Ich fand eigentlich schon, dass du einige Zeit und Details auf deinen Prot verwendet hast. Das Problem sehe ich eher darin, dass es zwar viele Menschen gibt, die passiv und depressiv sind, sich unsinnige Hoffnungen machen und schnell aufgeben. Das Dumme ist nur: Der Leser mag sie nicht. Sie geben ihm nichts, denn er kann mit ihnen nicht mitgehen und mitleiden. Anfangs hat man noch Mitgefühl: Dein Prot ist einsam, hängt an alten Erinnerungen. Wem von uns geht's nicht mal so? Aber dann erwartet man, dass er irgendwie kämpft, und zwar sinnvoll. Tut er das nicht, verabschiedet man sich gefühlsmäßig von ihm und damit von der Geschichte.

Bei ihm bleiben kann man nur, wenn du ihm eine lange, interessante, leidvolle Vorgeschichte gibst, die erklärt, warum er so geworden ist - was unter Umständen den Rahmen einer Kurzgeschichte sprengt. Oder du lässt ihn weniger depressiv sein und mehr kämpfen. Dabei darf er sich ruhig auch ungeschickt anstellen - zum Beispiel die Menschen in seiner Einsamkeit gleich vereinnahmen wollen und damit abschrecken - aber es muss immer halbwegs nachvollziehbar bleiben.

Scheitert der Prot dann in seinem Kampf, ist man als Schreiberling fast immer schlecht beraten, wenn man Selbstmord als Lösung wählt. Einmal, weil diese Totalaufgabe immer nach billiger Lösung riecht. Zum anderen, weil es inzwischen viel zu oft da war. Obwohl ich zugeben muss, dass die Idee mit den Päckchen nicht schlecht ist ...
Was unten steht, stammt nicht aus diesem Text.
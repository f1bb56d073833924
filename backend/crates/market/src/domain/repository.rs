//! Repository Traits
//!
//! Interfaces for data persistence. Implementation is in infrastructure
//! layer. The deletion methods document the ordered-cascade invariants
//! the schema depends on.

use auth::UserId;
use kernel::id::{CommentId, ProductId};

use crate::domain::comment_thread::CommentRecord;
use crate::domain::entity::{
    comment::Comment,
    product::{Product, ProductChanges, ProductImage},
};
use crate::domain::value_object::{category::Category, product_status::ProductStatus};
use crate::error::MarketResult;

/// Search filter for the listing page
#[derive(Debug, Clone, Default)]
pub struct ProductFilter {
    pub category: Option<Category>,
    /// Substring match over the title
    pub keyword: Option<String>,
    pub status: Option<ProductStatus>,
    pub limit: i64,
    pub offset: i64,
}

/// One row of the listing page
#[derive(Debug, Clone)]
pub struct ProductSummary {
    pub product: Product,
    /// First image, if any
    pub thumbnail_path: Option<String>,
    pub like_count: i64,
    /// Whether the calling user liked this listing (false for anonymous)
    pub liked_by_caller: bool,
}

/// Public seller fields shown on the detail page
#[derive(Debug, Clone)]
pub struct SellerProfile {
    pub public_id: String,
    pub display_name: String,
    pub campus: Option<String>,
    pub profile_image_path: Option<String>,
}

/// Product repository trait
#[trait_variant::make(ProductRepository: Send)]
pub trait LocalProductRepository {
    /// Insert the product row and its image rows in one transaction -
    /// a listing is never visible without its images
    async fn create_with_images(
        &self,
        product: &Product,
        image_paths: &[String],
    ) -> MarketResult<()>;

    /// Find product by ID
    async fn find_by_id(&self, product_id: &ProductId) -> MarketResult<Option<Product>>;

    /// Ordered images of a product
    async fn images_for(&self, product_id: &ProductId) -> MarketResult<Vec<ProductImage>>;

    /// Filtered, paginated search, newest first
    async fn search(
        &self,
        filter: &ProductFilter,
        caller: Option<&UserId>,
    ) -> MarketResult<Vec<ProductSummary>>;

    /// Apply a partial update; when `changes.replace_images` is set the
    /// image rows are replaced in the same transaction
    async fn update(
        &self,
        product_id: &ProductId,
        changes: &ProductChanges,
    ) -> MarketResult<()>;

    /// Persist a status change
    async fn update_status(
        &self,
        product_id: &ProductId,
        status: ProductStatus,
    ) -> MarketResult<()>;

    /// Delete a product and its dependents in one transaction.
    ///
    /// Fixed order: image rows, like rows, comment rows (replies before
    /// top-level), then the product row. The order satisfies the
    /// referential constraints and must not be rearranged.
    async fn delete_with_dependents(&self, product_id: &ProductId) -> MarketResult<()>;

    /// Public profile of a seller
    async fn seller_profile(&self, seller_id: &UserId) -> MarketResult<Option<SellerProfile>>;
}

/// Like repository trait
#[trait_variant::make(LikeRepository: Send)]
pub trait LocalLikeRepository {
    /// Flip the (user, product) like fact. Returns true when the like now
    /// exists. Implementations must use a single conditional insert
    /// guarded by the pair uniqueness constraint, then delete on conflict
    /// - never a read-then-write in application code.
    async fn toggle(&self, user_id: &UserId, product_id: &ProductId) -> MarketResult<bool>;

    /// Fresh count for a product (never incrementally maintained)
    async fn count_for(&self, product_id: &ProductId) -> MarketResult<i64>;

    /// Whether a user likes a product
    async fn is_liked(&self, user_id: &UserId, product_id: &ProductId) -> MarketResult<bool>;
}

/// Comment repository trait
#[trait_variant::make(CommentRepository: Send)]
pub trait LocalCommentRepository {
    /// Create a comment or reply
    async fn create(&self, comment: &Comment) -> MarketResult<()>;

    /// Find comment by ID
    async fn find_by_id(&self, comment_id: &CommentId) -> MarketResult<Option<Comment>>;

    /// Flat rows for a product, chronological, with author display fields
    async fn list_for_product(&self, product_id: &ProductId)
    -> MarketResult<Vec<CommentRecord>>;

    /// Delete a comment and its replies (replies first), returning the
    /// number of rows removed
    async fn delete_with_replies(&self, comment_id: &CommentId) -> MarketResult<u64>;
}

/// Moderation repository trait (admin-only paths)
#[trait_variant::make(ModerationRepository: Send)]
pub trait LocalModerationRepository {
    /// Resolve a user's internal id from their public id
    async fn find_user_by_public_id(&self, public_id: &str) -> MarketResult<Option<UserId>>;

    /// Delete a user and every dependent row in one transaction.
    ///
    /// Fixed order: for the user's own listings their images, likes and
    /// comments then the listing rows; the user's likes elsewhere;
    /// replies to the user's comments, then the user's comments; the
    /// user's sessions; finally the user row.
    async fn delete_user_with_content(&self, user_id: &UserId) -> MarketResult<()>;
}
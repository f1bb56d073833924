//! Update Profile Use Case
//!
//! Self-service profile edit. The set of updatable fields is enumerated
//! by [`ProfileChanges`]; there is no dynamic "update whatever keys were
//! posted" path.

use std::sync::Arc;

use crate::domain::entity::identity::Identity;
use crate::domain::entity::user::ProfileChanges;
use crate::domain::guard::{self, Capability};
use crate::domain::repository::UserRepository;
use crate::domain::value_object::display_name::DisplayName;
use crate::error::{AuthError, AuthResult};

/// Update profile input
pub struct UpdateProfileInput {
    pub display_name: String,
    pub campus: Option<String>,
}

/// Update profile use case
pub struct UpdateProfileUseCase<U>
where
    U: UserRepository,
{
    user_repo: Arc<U>,
}

impl<U> UpdateProfileUseCase<U>
where
    U: UserRepository,
{
    pub fn new(user_repo: Arc<U>) -> Self {
        Self { user_repo }
    }

    pub async fn execute(
        &self,
        identity: Option<&Identity>,
        input: UpdateProfileInput,
    ) -> AuthResult<()> {
        let identity = guard::authorize(identity, Capability::Authenticated)?;

        let display_name = DisplayName::new(&input.display_name)
            .map_err(|e| AuthError::Validation(e.message().to_string()))?;

        // An empty campus clears the field
        let campus = input
            .campus
            .map(|c| c.trim().to_string())
            .filter(|c| !c.is_empty());

        let changes = ProfileChanges {
            display_name: Some(display_name),
            campus: Some(campus),
            profile_image_path: None,
        };

        self.user_repo
            .update_profile(&identity.user_id, &changes)
            .await?;

        tracing::info!(user_id = %identity.user_id, "Profile updated");

        Ok(())
    }
}
//! Market Routers
//!
//! Every route is bound to a concrete handler; there are no fallback
//! stubs. The caller layers the auth middleware in front of these.

use axum::{
    Router,
    routing::{delete, get, post},
};
use std::sync::Arc;

use crate::domain::repository::{
    CommentRepository, LikeRepository, ModerationRepository, ProductRepository,
};
use crate::infra::postgres::PgMarketRepository;
use crate::presentation::handlers::{self, MarketAppState};

/// Create the /product router with PostgreSQL repository
pub fn product_router(repo: PgMarketRepository) -> Router {
    product_router_generic(repo)
}

/// Create a generic /product router for any repository implementation
pub fn product_router_generic<R>(repo: R) -> Router
where
    R: ProductRepository
        + LikeRepository
        + CommentRepository
        + ModerationRepository
        + Clone
        + Send
        + Sync
        + 'static,
{
    let state = MarketAppState {
        repo: Arc::new(repo),
    };

    Router::new()
        .route("/list", get(handlers::list::<R>))
        .route("/write", post(handlers::write::<R>))
        .route("/comment/{id}", delete(handlers::delete_comment::<R>))
        .route("/{id}", get(handlers::detail::<R>).delete(handlers::delete::<R>))
        .route("/{id}/edit", post(handlers::edit::<R>))
        .route("/{id}/status", post(handlers::update_status::<R>))
        .route("/{id}/like", post(handlers::toggle_like::<R>))
        .route("/{id}/comment", post(handlers::create_comment::<R>))
        .route(
            "/{id}/comment/{comment_id}/reply",
            post(handlers::create_reply::<R>),
        )
        .with_state(state)
}

/// Create the /admin router with PostgreSQL repository
pub fn admin_router(repo: PgMarketRepository) -> Router {
    admin_router_generic(repo)
}

/// Create a generic /admin router for any repository implementation
pub fn admin_router_generic<R>(repo: R) -> Router
where
    R: ProductRepository
        + LikeRepository
        + CommentRepository
        + ModerationRepository
        + Clone
        + Send
        + Sync
        + 'static,
{
    let state = MarketAppState {
        repo: Arc::new(repo),
    };

    Router::new()
        .route("/user/{public_id}", delete(handlers::remove_user::<R>))
        .route("/product/{id}", delete(handlers::remove_product::<R>))
        .with_state(state)
}
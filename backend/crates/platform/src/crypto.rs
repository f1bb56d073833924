//! Cryptographic Utilities

use base64::{Engine, engine::general_purpose};
use rand::{RngCore, rngs::OsRng};

/// Generate cryptographically secure random bytes
pub fn random_bytes(len: usize) -> Vec<u8> {
    let mut bytes = vec![0u8; len];
    OsRng.fill_bytes(&mut bytes);
    bytes
}

/// Encode bytes as base64
pub fn to_base64(bytes: &[u8]) -> String {
    general_purpose::STANDARD.encode(bytes)
}

/// Decode base64 to bytes
pub fn from_base64(s: &str) -> Result<Vec<u8>, base64::DecodeError> {
    general_purpose::STANDARD.decode(s)
}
Gut ist, dass du die Gefühle deines Prot recht plastisch werden lässt. Mit Formulierungen wie:

Sein gekünsteltes Lächeln, welches eher an einen Psychopaten erinnerte als an einen glücklichen Menschen, verschwand unfreiwillig und hinterließ nun wieder einen Gesichtsausdruck, welcher dem eines alten Mannes glich, der mehr ertragen hatte, als er konnte.
„Oh“, entgegnete er deprimiert.

fährst du dir allerdings selber in die Parade. Das ist zu direkt, zu plump. Zeigen, nicht erzählen. Sein künstliches Lächeln verschwindet. Das reicht. Warum, ist klar genug. Die Beschreibung des Gesichtsausdrucks ist erstens auch zu sehr mit dem Holzhammer und zweitens nicht ganz korrekt: Du schreibst das ganze aus Berts Sicht. Der kann sein Gesicht nicht sehen und es schon gar nicht interpretieren. (Ich glaube, auf dieses Problem bezieht sich auch Sims "unlogisch" in dessen Kritik. Du steckst in Bert drin und kannst deswegen nichts erzählen, dessen er sich nicht bewusst ist.)

Und das "deprimiert" bei seiner Entgegnung kannst du auch weglassen, hast du nicht nötig. Das leise "Oh", reicht vollkommen.

Viele Grüße
Pischa

 

@ Pischa

Vielen Dank für deine Kritik!
Ich möchte deine Vorredner nicht in einem schlechtem Licht dastehen lassen, aber deine Kritik hat mir wirklich am Besten gefallen.
Nicht nur, weil du auch etwas positives zu der Geschichte zu sagen hattest, sondern weil du mir wirklich gute Tips gegeben hast und bestimmte Sachen auf den Punkt gebracht hast ("Der Leser mag keine depressiven Selbstmörder!"), jedenfalls nicht diese Art von Menschen, welche nicht kämpfen, sondern vorschnell aufgeben.

Wie du vieleicht schon gemerkt hast, schreibe ich normalerweise in einer anderen Rubrik und in dieser hier habe ich bisher zwei Geschichten veröffentlicht, welche sich mit direkter oder indirekter Selbstaufgabe beschäftigt haben. Meine nächste Geschichte widme ich einem anderen Thema, versprochen ;)

Danke noch ein Mal fürs Lesen und Kommentieren!